**Assignment**. Beginning with the line that holds "repository a9466f99f0fbe389" in the data below, give again every line through the one that holds "pub fn insert(conn: &Connection, user: &User)", exactly as written.

**Source records**.

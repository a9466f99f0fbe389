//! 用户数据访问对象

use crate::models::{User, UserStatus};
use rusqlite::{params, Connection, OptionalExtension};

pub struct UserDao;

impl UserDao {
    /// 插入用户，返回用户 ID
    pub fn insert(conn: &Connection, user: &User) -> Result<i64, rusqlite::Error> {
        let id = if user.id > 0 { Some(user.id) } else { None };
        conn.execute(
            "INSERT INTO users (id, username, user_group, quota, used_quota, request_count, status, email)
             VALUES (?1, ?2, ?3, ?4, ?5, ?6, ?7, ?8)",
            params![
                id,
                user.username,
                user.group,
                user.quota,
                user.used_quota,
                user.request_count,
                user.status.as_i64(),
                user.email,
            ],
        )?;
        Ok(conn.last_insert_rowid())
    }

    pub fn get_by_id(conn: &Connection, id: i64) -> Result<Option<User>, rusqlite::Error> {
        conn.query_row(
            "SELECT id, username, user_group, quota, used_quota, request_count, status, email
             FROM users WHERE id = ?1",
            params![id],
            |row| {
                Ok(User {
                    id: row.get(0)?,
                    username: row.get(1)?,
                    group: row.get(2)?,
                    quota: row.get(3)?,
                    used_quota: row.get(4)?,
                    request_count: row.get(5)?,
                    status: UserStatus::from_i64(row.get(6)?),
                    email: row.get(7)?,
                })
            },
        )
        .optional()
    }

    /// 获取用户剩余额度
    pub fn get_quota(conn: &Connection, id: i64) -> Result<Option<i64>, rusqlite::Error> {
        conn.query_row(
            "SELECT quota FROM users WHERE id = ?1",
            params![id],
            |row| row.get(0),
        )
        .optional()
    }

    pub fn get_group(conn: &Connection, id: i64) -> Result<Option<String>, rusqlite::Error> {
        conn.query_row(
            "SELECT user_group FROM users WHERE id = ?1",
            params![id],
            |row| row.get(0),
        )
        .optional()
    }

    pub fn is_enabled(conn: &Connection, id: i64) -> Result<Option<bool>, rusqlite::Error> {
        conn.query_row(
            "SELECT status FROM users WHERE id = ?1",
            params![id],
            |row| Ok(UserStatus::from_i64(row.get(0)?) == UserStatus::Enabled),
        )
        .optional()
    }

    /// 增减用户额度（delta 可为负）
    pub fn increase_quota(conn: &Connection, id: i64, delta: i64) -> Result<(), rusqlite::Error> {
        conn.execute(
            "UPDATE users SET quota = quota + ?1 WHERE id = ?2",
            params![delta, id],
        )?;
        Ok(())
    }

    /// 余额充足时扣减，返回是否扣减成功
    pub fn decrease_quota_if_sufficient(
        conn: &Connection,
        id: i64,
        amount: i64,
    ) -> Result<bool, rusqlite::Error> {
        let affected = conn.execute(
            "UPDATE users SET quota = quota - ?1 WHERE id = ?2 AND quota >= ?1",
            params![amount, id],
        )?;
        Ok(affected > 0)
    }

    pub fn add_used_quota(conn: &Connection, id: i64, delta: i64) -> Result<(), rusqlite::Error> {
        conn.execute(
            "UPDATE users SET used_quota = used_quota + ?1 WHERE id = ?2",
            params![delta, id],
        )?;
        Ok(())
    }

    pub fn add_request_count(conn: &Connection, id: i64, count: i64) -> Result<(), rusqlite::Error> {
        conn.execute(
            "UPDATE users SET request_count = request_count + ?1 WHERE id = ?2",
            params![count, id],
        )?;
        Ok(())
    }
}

==

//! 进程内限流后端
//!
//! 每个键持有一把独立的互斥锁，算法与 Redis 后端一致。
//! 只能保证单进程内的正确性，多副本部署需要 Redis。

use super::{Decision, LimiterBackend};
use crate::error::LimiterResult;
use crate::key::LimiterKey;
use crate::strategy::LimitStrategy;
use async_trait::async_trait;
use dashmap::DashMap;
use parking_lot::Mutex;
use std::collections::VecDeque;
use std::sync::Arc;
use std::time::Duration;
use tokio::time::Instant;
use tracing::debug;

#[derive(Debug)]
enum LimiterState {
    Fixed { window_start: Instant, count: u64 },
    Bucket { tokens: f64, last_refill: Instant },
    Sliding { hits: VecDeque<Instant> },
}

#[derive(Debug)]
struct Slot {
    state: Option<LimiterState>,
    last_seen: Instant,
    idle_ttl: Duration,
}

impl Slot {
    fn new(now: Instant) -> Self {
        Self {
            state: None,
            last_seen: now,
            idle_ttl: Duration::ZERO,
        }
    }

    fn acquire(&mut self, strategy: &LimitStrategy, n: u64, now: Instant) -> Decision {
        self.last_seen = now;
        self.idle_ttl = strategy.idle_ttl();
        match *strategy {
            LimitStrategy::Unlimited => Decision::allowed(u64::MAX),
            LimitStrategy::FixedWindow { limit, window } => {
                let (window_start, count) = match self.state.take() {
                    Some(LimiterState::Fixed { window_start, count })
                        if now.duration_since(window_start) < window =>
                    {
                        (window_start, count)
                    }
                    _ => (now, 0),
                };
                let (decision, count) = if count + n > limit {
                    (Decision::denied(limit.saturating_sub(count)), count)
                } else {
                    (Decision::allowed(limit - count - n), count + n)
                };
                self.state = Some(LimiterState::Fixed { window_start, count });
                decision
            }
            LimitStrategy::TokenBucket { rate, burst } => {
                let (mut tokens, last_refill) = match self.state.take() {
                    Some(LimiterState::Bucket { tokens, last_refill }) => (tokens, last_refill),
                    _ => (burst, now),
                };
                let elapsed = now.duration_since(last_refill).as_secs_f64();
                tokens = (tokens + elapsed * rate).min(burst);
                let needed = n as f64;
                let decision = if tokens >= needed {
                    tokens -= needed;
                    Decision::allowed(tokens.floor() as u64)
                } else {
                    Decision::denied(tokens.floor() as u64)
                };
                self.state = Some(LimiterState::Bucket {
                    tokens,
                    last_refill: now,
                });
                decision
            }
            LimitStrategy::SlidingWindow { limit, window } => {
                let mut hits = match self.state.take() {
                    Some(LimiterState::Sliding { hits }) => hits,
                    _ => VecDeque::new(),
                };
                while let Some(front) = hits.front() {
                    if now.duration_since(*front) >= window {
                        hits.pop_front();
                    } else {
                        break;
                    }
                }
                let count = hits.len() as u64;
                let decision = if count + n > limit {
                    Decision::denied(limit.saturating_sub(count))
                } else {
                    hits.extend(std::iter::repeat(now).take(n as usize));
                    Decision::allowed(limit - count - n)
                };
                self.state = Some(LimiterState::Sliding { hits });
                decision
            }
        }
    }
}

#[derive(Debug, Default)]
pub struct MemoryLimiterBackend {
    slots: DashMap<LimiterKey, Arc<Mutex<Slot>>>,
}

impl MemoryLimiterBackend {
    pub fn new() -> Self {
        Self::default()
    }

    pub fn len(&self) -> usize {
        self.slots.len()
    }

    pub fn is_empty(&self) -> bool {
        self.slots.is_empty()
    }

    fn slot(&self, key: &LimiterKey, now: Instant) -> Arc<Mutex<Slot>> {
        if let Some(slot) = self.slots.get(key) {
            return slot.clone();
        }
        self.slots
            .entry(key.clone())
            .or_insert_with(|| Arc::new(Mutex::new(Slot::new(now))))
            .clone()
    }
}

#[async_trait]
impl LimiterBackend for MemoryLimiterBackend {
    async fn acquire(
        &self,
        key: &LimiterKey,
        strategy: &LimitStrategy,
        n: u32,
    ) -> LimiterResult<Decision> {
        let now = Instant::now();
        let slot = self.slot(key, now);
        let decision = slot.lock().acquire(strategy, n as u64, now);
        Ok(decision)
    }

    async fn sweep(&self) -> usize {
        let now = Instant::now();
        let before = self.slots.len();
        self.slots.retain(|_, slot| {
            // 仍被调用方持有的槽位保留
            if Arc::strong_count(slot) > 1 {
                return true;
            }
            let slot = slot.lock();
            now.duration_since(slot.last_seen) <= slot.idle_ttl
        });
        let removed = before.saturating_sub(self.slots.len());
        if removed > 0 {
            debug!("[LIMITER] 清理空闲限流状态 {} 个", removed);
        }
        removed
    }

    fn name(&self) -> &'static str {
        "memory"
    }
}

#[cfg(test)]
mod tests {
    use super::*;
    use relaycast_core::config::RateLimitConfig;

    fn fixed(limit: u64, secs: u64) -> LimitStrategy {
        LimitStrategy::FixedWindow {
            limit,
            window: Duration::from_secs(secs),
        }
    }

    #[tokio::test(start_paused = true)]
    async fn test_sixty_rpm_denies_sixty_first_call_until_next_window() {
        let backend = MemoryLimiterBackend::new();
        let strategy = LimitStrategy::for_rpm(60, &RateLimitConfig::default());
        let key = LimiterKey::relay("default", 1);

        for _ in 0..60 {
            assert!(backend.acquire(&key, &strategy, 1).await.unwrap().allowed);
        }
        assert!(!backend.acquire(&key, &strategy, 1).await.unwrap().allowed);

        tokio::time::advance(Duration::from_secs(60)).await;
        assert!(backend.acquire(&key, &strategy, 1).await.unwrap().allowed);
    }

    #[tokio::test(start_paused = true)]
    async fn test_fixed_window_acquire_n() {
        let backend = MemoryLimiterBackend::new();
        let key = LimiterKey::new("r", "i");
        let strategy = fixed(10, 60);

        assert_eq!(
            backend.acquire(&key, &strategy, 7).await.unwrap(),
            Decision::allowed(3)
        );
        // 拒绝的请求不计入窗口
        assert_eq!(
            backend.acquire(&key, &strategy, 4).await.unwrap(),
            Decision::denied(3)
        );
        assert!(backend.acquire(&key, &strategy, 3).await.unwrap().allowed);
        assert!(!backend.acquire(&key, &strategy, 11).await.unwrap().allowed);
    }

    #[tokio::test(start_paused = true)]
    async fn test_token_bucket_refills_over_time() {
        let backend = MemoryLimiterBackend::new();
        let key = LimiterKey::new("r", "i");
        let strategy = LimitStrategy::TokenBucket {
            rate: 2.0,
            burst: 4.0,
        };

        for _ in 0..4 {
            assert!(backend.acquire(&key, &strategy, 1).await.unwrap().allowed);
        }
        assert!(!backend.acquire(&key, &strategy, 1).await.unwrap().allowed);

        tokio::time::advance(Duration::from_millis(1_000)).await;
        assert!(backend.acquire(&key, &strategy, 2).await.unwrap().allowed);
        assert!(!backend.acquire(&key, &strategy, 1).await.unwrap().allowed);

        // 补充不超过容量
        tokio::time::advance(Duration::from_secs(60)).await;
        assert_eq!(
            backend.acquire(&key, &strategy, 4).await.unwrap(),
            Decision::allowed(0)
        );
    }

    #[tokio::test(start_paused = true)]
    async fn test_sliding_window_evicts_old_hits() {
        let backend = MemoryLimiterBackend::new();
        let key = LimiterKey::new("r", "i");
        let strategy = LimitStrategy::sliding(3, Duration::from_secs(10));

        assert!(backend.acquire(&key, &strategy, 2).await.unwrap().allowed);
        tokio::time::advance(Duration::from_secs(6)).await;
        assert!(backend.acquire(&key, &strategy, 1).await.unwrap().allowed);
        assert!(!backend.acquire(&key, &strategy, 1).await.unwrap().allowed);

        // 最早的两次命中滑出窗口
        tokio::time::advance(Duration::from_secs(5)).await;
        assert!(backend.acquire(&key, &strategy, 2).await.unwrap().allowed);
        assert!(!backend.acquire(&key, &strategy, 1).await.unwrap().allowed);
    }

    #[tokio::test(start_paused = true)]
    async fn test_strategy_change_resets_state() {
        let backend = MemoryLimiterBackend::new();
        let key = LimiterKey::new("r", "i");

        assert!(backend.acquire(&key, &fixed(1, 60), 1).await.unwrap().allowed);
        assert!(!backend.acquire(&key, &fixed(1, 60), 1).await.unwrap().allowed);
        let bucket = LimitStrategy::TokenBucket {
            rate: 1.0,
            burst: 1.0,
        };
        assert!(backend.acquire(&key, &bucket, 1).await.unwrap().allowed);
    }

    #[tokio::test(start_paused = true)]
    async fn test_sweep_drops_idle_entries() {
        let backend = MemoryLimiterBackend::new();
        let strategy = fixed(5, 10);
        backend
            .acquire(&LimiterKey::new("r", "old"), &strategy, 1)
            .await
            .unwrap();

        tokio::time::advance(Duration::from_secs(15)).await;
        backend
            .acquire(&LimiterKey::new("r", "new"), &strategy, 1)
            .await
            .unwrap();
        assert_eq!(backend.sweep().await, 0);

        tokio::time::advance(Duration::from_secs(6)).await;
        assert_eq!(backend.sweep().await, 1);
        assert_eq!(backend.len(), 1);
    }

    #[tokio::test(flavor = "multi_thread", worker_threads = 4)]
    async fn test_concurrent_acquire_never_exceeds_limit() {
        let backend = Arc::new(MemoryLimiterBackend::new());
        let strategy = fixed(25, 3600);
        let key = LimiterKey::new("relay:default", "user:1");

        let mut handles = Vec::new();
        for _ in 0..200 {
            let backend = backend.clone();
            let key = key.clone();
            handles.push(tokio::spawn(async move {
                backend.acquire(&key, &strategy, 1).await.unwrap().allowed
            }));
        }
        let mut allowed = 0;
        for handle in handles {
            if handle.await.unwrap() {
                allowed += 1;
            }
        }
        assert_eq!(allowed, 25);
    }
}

**Output of the task**.
repository a9466f99f0fbe389
//! 用户数据访问对象

use crate::models::{User, UserStatus};
use rusqlite::{params, Connection, OptionalExtension};

pub struct UserDao;

impl UserDao {
    /// 插入用户，返回用户 ID
    pub fn insert(conn: &Connection, user: &User) -> Result<i64, rusqlite::Error> {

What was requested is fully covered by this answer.